**What to do**
Up to and including the line containing "use std::process::Command;", please reproduce the lines of the listing below, starting from the top.

=== Data for analysis ===

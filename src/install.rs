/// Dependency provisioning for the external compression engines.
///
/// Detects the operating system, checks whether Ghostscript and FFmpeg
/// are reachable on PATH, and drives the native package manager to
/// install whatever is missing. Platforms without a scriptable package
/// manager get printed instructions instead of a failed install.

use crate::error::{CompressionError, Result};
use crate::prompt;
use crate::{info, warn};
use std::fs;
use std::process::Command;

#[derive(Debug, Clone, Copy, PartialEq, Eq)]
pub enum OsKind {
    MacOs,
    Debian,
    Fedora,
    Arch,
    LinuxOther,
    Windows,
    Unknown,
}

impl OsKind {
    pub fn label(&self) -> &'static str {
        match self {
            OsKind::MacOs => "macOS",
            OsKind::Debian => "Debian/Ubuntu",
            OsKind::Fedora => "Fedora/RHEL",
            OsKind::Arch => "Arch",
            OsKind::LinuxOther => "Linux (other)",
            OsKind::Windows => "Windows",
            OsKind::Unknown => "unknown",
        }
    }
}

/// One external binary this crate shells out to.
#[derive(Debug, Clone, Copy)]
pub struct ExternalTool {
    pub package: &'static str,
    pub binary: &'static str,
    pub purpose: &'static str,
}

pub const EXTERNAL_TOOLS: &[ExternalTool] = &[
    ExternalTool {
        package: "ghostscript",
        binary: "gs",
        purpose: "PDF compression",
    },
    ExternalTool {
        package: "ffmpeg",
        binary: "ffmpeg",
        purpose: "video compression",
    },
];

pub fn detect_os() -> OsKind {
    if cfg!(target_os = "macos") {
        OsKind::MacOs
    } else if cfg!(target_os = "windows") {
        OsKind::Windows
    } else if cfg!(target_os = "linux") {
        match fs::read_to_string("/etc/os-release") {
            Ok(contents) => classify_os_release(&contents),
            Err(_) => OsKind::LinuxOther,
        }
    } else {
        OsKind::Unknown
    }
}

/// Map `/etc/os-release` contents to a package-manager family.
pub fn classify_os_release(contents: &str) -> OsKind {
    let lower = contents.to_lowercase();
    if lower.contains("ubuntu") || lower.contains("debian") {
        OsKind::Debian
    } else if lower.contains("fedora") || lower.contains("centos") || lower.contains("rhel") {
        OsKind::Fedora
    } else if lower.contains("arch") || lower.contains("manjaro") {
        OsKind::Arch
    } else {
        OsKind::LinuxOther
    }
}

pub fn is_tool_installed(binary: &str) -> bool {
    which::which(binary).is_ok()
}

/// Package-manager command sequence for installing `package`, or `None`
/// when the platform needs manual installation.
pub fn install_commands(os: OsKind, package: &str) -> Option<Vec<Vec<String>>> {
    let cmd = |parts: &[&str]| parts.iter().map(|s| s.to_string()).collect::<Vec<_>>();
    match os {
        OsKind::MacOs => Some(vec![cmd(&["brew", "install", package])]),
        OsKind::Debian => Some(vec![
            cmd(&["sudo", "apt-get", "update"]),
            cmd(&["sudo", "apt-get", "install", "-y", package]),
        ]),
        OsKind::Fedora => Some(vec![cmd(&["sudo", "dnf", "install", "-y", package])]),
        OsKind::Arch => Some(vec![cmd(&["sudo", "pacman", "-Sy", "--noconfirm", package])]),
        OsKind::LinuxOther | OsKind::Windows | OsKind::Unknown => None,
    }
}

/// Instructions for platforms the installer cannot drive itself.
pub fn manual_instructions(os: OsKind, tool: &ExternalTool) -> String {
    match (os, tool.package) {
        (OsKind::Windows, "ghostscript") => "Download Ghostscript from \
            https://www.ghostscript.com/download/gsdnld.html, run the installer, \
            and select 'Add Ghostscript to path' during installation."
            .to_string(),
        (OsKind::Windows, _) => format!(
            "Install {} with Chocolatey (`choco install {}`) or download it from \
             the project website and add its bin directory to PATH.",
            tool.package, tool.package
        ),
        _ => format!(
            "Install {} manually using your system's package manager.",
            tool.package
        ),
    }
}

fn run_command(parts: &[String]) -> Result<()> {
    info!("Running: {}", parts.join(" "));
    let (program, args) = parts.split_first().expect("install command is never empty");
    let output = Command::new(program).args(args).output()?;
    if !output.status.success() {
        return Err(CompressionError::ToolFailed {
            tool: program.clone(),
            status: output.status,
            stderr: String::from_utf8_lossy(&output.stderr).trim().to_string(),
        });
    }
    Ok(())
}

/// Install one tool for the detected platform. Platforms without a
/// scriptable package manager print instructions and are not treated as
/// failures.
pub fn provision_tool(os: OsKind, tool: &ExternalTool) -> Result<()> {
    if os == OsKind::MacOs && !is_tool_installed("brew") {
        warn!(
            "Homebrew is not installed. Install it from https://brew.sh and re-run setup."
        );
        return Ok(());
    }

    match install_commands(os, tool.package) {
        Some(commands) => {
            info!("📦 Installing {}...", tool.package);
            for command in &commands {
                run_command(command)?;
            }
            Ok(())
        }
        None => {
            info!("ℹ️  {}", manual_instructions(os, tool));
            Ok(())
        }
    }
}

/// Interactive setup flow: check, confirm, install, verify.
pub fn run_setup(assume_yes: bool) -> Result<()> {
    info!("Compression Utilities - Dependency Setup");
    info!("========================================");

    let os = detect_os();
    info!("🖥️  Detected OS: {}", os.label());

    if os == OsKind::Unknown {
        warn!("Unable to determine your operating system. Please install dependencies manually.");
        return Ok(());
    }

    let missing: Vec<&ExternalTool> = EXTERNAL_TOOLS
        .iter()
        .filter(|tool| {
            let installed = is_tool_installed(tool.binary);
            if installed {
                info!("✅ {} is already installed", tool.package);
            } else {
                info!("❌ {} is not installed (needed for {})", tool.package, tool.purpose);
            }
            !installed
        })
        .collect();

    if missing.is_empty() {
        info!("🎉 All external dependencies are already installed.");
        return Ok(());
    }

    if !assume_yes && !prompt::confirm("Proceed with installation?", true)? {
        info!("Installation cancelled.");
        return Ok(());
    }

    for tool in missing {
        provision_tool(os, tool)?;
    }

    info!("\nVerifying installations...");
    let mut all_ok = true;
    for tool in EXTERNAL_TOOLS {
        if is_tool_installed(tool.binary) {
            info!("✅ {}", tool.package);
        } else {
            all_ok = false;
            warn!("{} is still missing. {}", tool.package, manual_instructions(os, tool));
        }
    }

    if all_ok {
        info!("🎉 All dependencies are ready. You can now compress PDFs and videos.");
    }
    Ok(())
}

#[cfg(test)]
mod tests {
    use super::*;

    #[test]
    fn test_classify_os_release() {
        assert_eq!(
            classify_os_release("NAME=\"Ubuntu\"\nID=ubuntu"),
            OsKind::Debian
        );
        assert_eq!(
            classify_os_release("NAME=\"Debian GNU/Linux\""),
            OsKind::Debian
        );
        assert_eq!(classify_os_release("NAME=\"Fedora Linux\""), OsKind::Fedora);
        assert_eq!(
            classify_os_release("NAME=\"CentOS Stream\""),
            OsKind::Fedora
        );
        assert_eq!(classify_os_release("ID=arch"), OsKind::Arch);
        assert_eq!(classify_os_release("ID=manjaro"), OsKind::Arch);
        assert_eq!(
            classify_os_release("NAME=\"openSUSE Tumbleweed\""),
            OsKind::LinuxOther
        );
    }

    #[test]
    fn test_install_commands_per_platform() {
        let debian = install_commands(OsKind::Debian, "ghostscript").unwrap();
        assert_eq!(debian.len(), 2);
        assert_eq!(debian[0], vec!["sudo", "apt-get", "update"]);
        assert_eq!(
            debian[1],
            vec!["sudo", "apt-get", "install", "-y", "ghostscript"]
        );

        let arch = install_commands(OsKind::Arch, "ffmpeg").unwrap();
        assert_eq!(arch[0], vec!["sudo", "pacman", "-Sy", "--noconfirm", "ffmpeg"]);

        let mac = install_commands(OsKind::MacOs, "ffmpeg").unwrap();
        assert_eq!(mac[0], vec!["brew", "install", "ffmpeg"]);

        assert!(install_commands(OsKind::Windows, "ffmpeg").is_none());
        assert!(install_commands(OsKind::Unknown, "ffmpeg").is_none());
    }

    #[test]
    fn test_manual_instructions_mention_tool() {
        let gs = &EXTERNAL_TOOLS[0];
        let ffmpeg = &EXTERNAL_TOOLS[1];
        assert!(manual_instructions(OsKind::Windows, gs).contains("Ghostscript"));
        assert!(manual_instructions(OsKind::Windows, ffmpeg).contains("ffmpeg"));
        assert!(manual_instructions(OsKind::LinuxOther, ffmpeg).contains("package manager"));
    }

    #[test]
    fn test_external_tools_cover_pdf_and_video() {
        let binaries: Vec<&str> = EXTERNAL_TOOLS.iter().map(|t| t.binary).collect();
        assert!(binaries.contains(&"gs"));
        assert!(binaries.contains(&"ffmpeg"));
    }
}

===

**Result of the task**
filename src/install.rs
/// Dependency provisioning for the external compression engines.
///
/// Detects the operating system, checks whether Ghostscript and FFmpeg
/// are reachable on PATH, and drives the native package manager to
/// install whatever is missing. Platforms without a scriptable package
/// manager get printed instructions instead of a failed install.

use crate::error::{CompressionError, Result};
use crate::prompt;
use crate::{info, warn};
use std::fs;
use std::process::Command;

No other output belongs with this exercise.